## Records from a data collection
-=-=-

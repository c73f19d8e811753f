use crate::model::{Badge, Offer, ScoreBreakdown, ScoredOffer};

pub const LOW_TIER_CARRIERS: [&str; 4] = ["F9", "G4", "NK", "W6"];

const PRICE_MAX: f64 = 40.0;
const PRICE_NEUTRAL: f64 = 20.0;
const SAVINGS_FOR_MAX: f64 = 0.4;
const AIRLINE_NEUTRAL: f64 = 6.0;
const TIME_OF_DAY_NEUTRAL: f64 = 7.0;
const TRIP_LENGTH_NEUTRAL: f64 = 7.0;
const TIGHT_CONNECTION_MINUTES: i64 = 45;
const LONG_LAYOVER_MINUTES: i64 = 240;
const LAYOVER_PENALTY_CAP: f64 = 5.0;

#[derive(Debug, Clone, PartialEq)]
pub struct ScoreResult {
    pub score: f64,
    pub breakdown: ScoreBreakdown,
    pub badges: Vec<Badge>,
}

impl ScoreResult {
    pub fn apply(self, offer: Offer) -> ScoredOffer {
        ScoredOffer {
            offer,
            score: self.score,
            score_breakdown: self.breakdown,
            badges: self.badges,
        }
    }
}

/// Rounds to one decimal place, halves going up.
pub fn round1(n: f64) -> f64 {
    (n * 10.0 + 0.5).floor() / 10.0
}

fn push_badge(badges: &mut Vec<Badge>, badge: Badge) {
    if !badges.contains(&badge) {
        badges.push(badge);
    }
}

fn price_points(price: f64, baseline: Option<f64>, badges: &mut Vec<Badge>) -> f64 {
    match baseline {
        Some(base) if base > 0.0 => {
            let savings = ((base - price) / base).max(0.0);
            if savings >= SAVINGS_FOR_MAX {
                push_badge(badges, Badge::AmazingDeal);
            }
            (PRICE_MAX * savings / SAVINGS_FOR_MAX).min(PRICE_MAX)
        }
        _ => PRICE_NEUTRAL,
    }
}

fn stops_points(stops: u32) -> f64 {
    match stops {
        0 => 15.0,
        1 => 7.0,
        _ => 0.0,
    }
}

fn duration_points(total_minutes: u32) -> f64 {
    if total_minutes < 8 * 60 {
        10.0
    } else if total_minutes < 12 * 60 {
        6.0
    } else {
        3.0
    }
}

fn layover_penalty(offer: &Offer, badges: &mut Vec<Badge>) -> f64 {
    let mut segments: Vec<_> = offer.segments.iter().collect();
    segments.sort_by_key(|s| s.departure_at);

    let mut penalty = 0.0;
    for pair in segments.windows(2) {
        let gap_ms = (pair[1].departure_at - pair[0].arrival_at).num_milliseconds();
        let gap_minutes = ((gap_ms as f64 / 60_000.0) + 0.5).floor().max(0.0) as i64;

        if gap_minutes > 0 && gap_minutes < TIGHT_CONNECTION_MINUTES {
            push_badge(badges, Badge::TightConnection);
            penalty += 3.0;
        } else if gap_minutes >= LONG_LAYOVER_MINUTES {
            push_badge(badges, Badge::LongLayover);
            penalty += 2.0;
        }
    }
    f64::min(penalty, LAYOVER_PENALTY_CAP)
}

/// Scores an offer against an optional baseline price. Pure: the same offer
/// and baseline always produce the same result.
pub fn score_offer(offer: &Offer, baseline: Option<f64>) -> ScoreResult {
    let mut badges = Vec::new();

    let price = round1(price_points(offer.price, baseline, &mut badges));

    if offer
        .airlines
        .iter()
        .any(|a| LOW_TIER_CARRIERS.contains(&a.as_str()))
    {
        push_badge(&mut badges, Badge::BadAirline);
    }

    let layovers = 0.0 - round1(layover_penalty(offer, &mut badges));

    let breakdown = ScoreBreakdown {
        price,
        stops: stops_points(offer.stops),
        airline: AIRLINE_NEUTRAL,
        duration: duration_points(offer.total_duration_minutes),
        // no schedule-quality signal yet; both stay neutral
        time: TIME_OF_DAY_NEUTRAL,
        trip_length: TRIP_LENGTH_NEUTRAL,
        layovers,
    };

    ScoreResult {
        score: round1(breakdown.sum().clamp(0.0, 100.0)),
        breakdown,
        badges,
    }
}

-=-=-

## Directions
Copy the records above exactly, please, but only from the first line through the line containing "let savings = ((base".

## Exercise result
repository c73f19d8e811753f
use crate::model::{Badge, Offer, ScoreBreakdown, ScoredOffer};

pub const LOW_TIER_CARRIERS: [&str; 4] = ["F9", "G4", "NK", "W6"];

const PRICE_MAX: f64 = 40.0;
const PRICE_NEUTRAL: f64 = 20.0;
const SAVINGS_FOR_MAX: f64 = 0.4;
const AIRLINE_NEUTRAL: f64 = 6.0;
const TIME_OF_DAY_NEUTRAL: f64 = 7.0;
const TRIP_LENGTH_NEUTRAL: f64 = 7.0;
const TIGHT_CONNECTION_MINUTES: i64 = 45;
const LONG_LAYOVER_MINUTES: i64 = 240;
const LAYOVER_PENALTY_CAP: f64 = 5.0;

#[derive(Debug, Clone, PartialEq)]
pub struct ScoreResult {
    pub score: f64,
    pub breakdown: ScoreBreakdown,
    pub badges: Vec<Badge>,
}

impl ScoreResult {
    pub fn apply(self, offer: Offer) -> ScoredOffer {
        ScoredOffer {
            offer,
            score: self.score,
            score_breakdown: self.breakdown,
            badges: self.badges,
        }
    }
}

/// Rounds to one decimal place, halves going up.
pub fn round1(n: f64) -> f64 {
    (n * 10.0 + 0.5).floor() / 10.0
}

fn push_badge(badges: &mut Vec<Badge>, badge: Badge) {
    if !badges.contains(&badge) {
        badges.push(badge);
    }
}

fn price_points(price: f64, baseline: Option<f64>, badges: &mut Vec<Badge>) -> f64 {
    match baseline {
        Some(base) if base > 0.0 => {
            let savings = ((base - price) / base).max(0.0);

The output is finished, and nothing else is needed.